Applied Mathematics
Vol.06 No.07(2015), Article ID:57307,12 pages
10.4236/am.2015.67105

Analytical Expression for the Concentration of Substrate and Product in Immobilized Enzyme System in Biofuel/Biosensor

R. Malini Devi1, O. M. Kirthiga2, L. Rajendran2

1Department of Mathematics, The Standard Fireworks Rajaratnam College for Women, Sivakasi, India

2Department of Mathematics, The Madura College, Madurai, India

Email: raj_sms@rediffmail.com

Copyright © 2015 by authors and Scientific Research Publishing Inc.

This work is licensed under the Creative Commons Attribution International License (CC BY).

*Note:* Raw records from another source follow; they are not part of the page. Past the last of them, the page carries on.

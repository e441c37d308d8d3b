// tests/gateway_processes.rs

//! End-to-end runs through the gateway with real `/bin/sh` steps.

#![cfg(unix)]

use std::error::Error;
use std::sync::Arc;
use std::time::Duration;

use droidflow::catalog::Catalog;
use droidflow::devices::{DeviceEntry, StaticDeviceRegistry};
use droidflow::engine::{Gateway, GatewayParts};
use droidflow::errors::DroidflowError;
use droidflow::fs::{FileSystem, RealFileSystem};
use droidflow::notify::LogHub;
use droidflow::registry::RunKey;
use droidflow::store::{FileRunStore, RunLedger, RunStore};
use droidflow::types::{RunId, RunStatus, StepStatus};
use droidflow_test_utils::{
    init_tracing, with_deadline, with_timeout, CatalogBuilder, FakeStep, Harness, PolicyBuilder,
    ScriptedBackend, StepBuilder,
};

type TestResult = Result<(), Box<dyn Error>>;

fn devices() -> Vec<DeviceEntry> {
    let mut pixel = DeviceEntry::new("pixel");
    pixel.connection = "192.168.1.20:5555".to_string();
    vec![pixel]
}

async fn dispatch_one(gw: &Gateway, orchestration: &str) -> Result<RunId, DroidflowError> {
    let dispatch = gw
        .execute_for_devices(orchestration, &["pixel".to_string()])
        .await?;
    Ok(dispatch.run_ids()[0])
}

/// Poll until the given step of a run has a live registered process.
async fn wait_for_step(gw: &Gateway, run_id: RunId, order: u32) {
    let key = RunKey::new(run_id, order);
    with_timeout(async {
        while gw.registry().lookup(&key).is_err() {
            tokio::time::sleep(Duration::from_millis(20)).await;
        }
    })
    .await;
}

fn steps_catalog(h: &Harness, bodies: &[&str]) -> Catalog {
    let steps = bodies
        .iter()
        .enumerate()
        .map(|(i, body)| {
            let order = i as u32 + 1;
            let script = h.script(&format!("step{order}"), body);
            StepBuilder::new(order, script).build()
        })
        .collect();
    CatalogBuilder::new().orchestration("flow", steps).build()
}

#[tokio::test]
async fn three_quick_steps_complete() -> TestResult {
    init_tracing();
    let h = Harness::new();
    let catalog = steps_catalog(&h, &["echo one", "echo two", "echo three"]);
    let gw = h.gateway(catalog, devices());

    let run_id = dispatch_one(&gw, "flow").await?;
    assert_eq!(with_timeout(gw.wait(run_id)).await?, RunStatus::Completed);

    let snap = gw.status(run_id)?;
    assert_eq!(snap.run.completed_steps, 3);
    assert_eq!(snap.failing_steps(), 0);
    assert!(snap.steps.iter().all(|s| s.status == StepStatus::Completed));
    assert_eq!(
        snap.run.exec_command,
        "编排任务批量执行：flow - 设备：192.168.1.20:5555"
    );
    for (i, word) in ["one", "two", "three"].iter().enumerate() {
        let n = i + 1;
        assert!(snap.run.stdout.contains(&format!("=== 步骤{n}开始执行 ===")));
        assert!(snap.run.stdout.contains(&format!("{word}\n步骤{n}执行成功，返回码：0")));
    }
    let stdout: String = snap.steps.iter().map(|s| s.stdout_section()).collect();
    assert_eq!(snap.run.stdout, stdout);
    Ok(())
}

#[tokio::test]
async fn failing_first_step_gives_part_failed() -> TestResult {
    init_tracing();
    let h = Harness::new();
    let catalog = steps_catalog(&h, &["echo nope >&2\nexit 1", "echo fine"]);
    let gw = h.gateway(catalog, devices());

    let run_id = dispatch_one(&gw, "flow").await?;
    assert_eq!(with_timeout(gw.wait(run_id)).await?, RunStatus::PartFailed);

    let snap = gw.status(run_id)?;
    assert!(snap
        .run
        .error_msg
        .as_deref()
        .is_some_and(|m| m.contains("1 步骤")));
    assert_eq!(snap.steps[0].status, StepStatus::Failed);
    assert_eq!(snap.steps[1].status, StepStatus::Completed);
    assert!(snap.run.stderr.contains("nope\n步骤1执行失败，返回码：1"));
    Ok(())
}

#[tokio::test]
async fn stop_during_second_step() -> TestResult {
    init_tracing();
    let h = Harness::new();
    let catalog = steps_catalog(&h, &["echo one", "echo two\nsleep 30", "echo three"]);
    let gw = h.gateway(catalog, devices());

    let run_id = dispatch_one(&gw, "flow").await?;
    wait_for_step(&gw, run_id, 2).await;

    let report = with_deadline(Duration::from_secs(10), gw.stop(run_id)).await?;
    assert!(!report.already_stopping);
    assert_eq!(report.processes, 1);
    assert_eq!(with_timeout(gw.wait(run_id)).await?, RunStatus::Stopped);

    let snap = gw.status(run_id)?;
    assert_eq!(snap.steps.len(), 2, "step 3 must never be created");
    assert_eq!(snap.steps[0].status, StepStatus::Completed);
    assert_eq!(snap.steps[1].status, StepStatus::Stopped);
    assert_eq!(snap.run.completed_steps, 2);
    assert!(snap.run.stderr.contains("任务已手动停止 - 时间："));
    assert!(h.registry.is_empty());

    // A second stop finds a terminal run and does nothing.
    assert!(matches!(
        gw.stop(run_id).await,
        Err(DroidflowError::NotRunning { .. })
    ));
    Ok(())
}

#[tokio::test]
async fn script_sees_the_cancel_flag_and_exits_on_its_own() -> TestResult {
    init_tracing();
    let h = Harness::new();
    let catalog = steps_catalog(
        &h,
        &[r#"echo "watching $DROIDFLOW_CANCEL_FLAG"
i=0
while [ $i -lt 300 ]; do
  if [ -f "$DROIDFLOW_CANCEL_FLAG" ]; then
    echo "flag seen: $(head -n 1 "$DROIDFLOW_CANCEL_FLAG")"
    exit 0
  fi
  sleep 0.1
  i=$((i+1))
done
exit 1"#],
    );
    let gw = h.gateway(catalog, devices());

    let run_id = dispatch_one(&gw, "flow").await?;
    wait_for_step(&gw, run_id, 1).await;

    let report = with_deadline(Duration::from_secs(10), gw.stop(run_id)).await?;
    assert_eq!(report.forced, 0);
    assert_eq!(with_timeout(gw.wait(run_id)).await?, RunStatus::Stopped);

    let snap = gw.status(run_id)?;
    assert_eq!(snap.steps[0].status, StepStatus::Stopped);
    assert!(snap.steps[0].stdout.contains("flag seen: stop"));
    assert!(!h.flags.is_raised("pixel"));
    Ok(())
}

#[tokio::test]
async fn second_concurrent_stop_is_a_no_op() -> TestResult {
    init_tracing();
    let h = Harness::new();
    let catalog = steps_catalog(&h, &["sleep 30"]);
    let gw = h.gateway(catalog, devices());

    let run_id = dispatch_one(&gw, "flow").await?;
    wait_for_step(&gw, run_id, 1).await;

    let first = {
        let gw = gw.clone();
        tokio::spawn(async move { gw.stop(run_id).await })
    };
    tokio::time::sleep(Duration::from_millis(100)).await;
    let second = gw.stop(run_id).await?;
    assert!(second.already_stopping);
    assert_eq!(second.processes, 0);

    let first = with_deadline(Duration::from_secs(10), first).await??;
    assert!(!first.already_stopping);
    assert_eq!(with_timeout(gw.wait(run_id)).await?, RunStatus::Stopped);
    Ok(())
}

#[tokio::test]
async fn file_store_keeps_runs_across_reopen() -> TestResult {
    init_tracing();
    let dir = tempfile::tempdir()?;
    let store_dir = dir.path().join("runs");
    let policy = PolicyBuilder::new(dir.path().join("flags"))
        .store_dir(&store_dir)
        .build();
    let fs: Arc<dyn FileSystem> = Arc::new(RealFileSystem);
    let store: Arc<dyn RunStore> = Arc::new(FileRunStore::open(Arc::clone(&fs), &store_dir)?);
    let ledger = RunLedger::new(store, LogHub::new());
    let registry = droidflow::registry::RunRegistry::new();
    let backend = ScriptedBackend::new(ledger.clone(), registry.clone())
        .with_step(2, FakeStep::new(StepStatus::Failed).stdout("two"));
    let catalog = CatalogBuilder::new()
        .orchestration(
            "flow",
            vec![
                StepBuilder::named(1, "a").build(),
                StepBuilder::named(2, "b").build(),
            ],
        )
        .build();
    let gw = Gateway::new(
        GatewayParts {
            catalog,
            devices: Arc::new(StaticDeviceRegistry::new(devices())),
            ledger,
            registry,
            flags: droidflow::registry::flags::CancelFlags::new(
                Arc::clone(&fs),
                policy.flag_dir.clone(),
                policy.cancel_flag_ttl,
            ),
            policy,
        },
        Arc::new(backend),
    );

    let run_id = dispatch_one(&gw, "flow").await?;
    assert_eq!(with_timeout(gw.wait(run_id)).await?, RunStatus::PartFailed);
    let before = gw.status(run_id)?;

    let reopened = FileRunStore::open(fs, &store_dir)?;
    let run = reopened.get_run(run_id)?.expect("run persisted");
    assert_eq!(run.status, RunStatus::PartFailed);
    assert_eq!(run.stdout, before.run.stdout);
    assert_eq!(run.error_msg, before.run.error_msg);
    assert_eq!(run.completed_steps, 2);
    let steps = reopened.steps_of(run_id)?;
    let statuses: Vec<StepStatus> = steps.iter().map(|s| s.status).collect();
    assert_eq!(statuses, vec![StepStatus::Completed, StepStatus::Failed]);
    assert_eq!(steps[1].stdout, "two\n");
    assert!(store_dir.join(format!("run-{run_id}.json")).is_file());
    Ok(())
}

http://creativecommons.org/licenses/by/4.0/

Received 21 November 2014; accepted 19 June 2015; published 23 June 2015

ABSTRACT

In this paper, an approximate analytical method to solve the non-linear differential equations in an immobilized enzyme film is presented. Analytical expressions for concentrations of substrate and product have been derived for all values of dimensionless parameter. Dimensionless numbers that can be used to study the effects of enzyme loading, enzymatic gel thickness, and oxidation/ reduction kinetics at the electrode in biosensor/biofuel cell performance were identified. Using the dimensionless numbers identified in this paper, and the plots representing the effects of these dimensionless numbers on concentrations and current in biosensor/biofuel cell are discussed. Analytical results are compared with simulation results and satisfactory agreement is noted.

Keywords:

Michaelis-Menten Kinetics, Biofuel and Biosensor, Homotopy Perturbation Method, Immobilized Enzyme Systems

1. Introduction

Biosensors and biofuel cells are commonly used for industrial, environmental and medical applications. However there are no clear guidelines for the design of electrochemical biosensors or biofuel cells employing immobilized enzymes that will produce a targeted linear range, limit of detection and sensitivity. Such guidelines can be provided using analytical simulation tools that assess sensor feasibility prior to extensive development.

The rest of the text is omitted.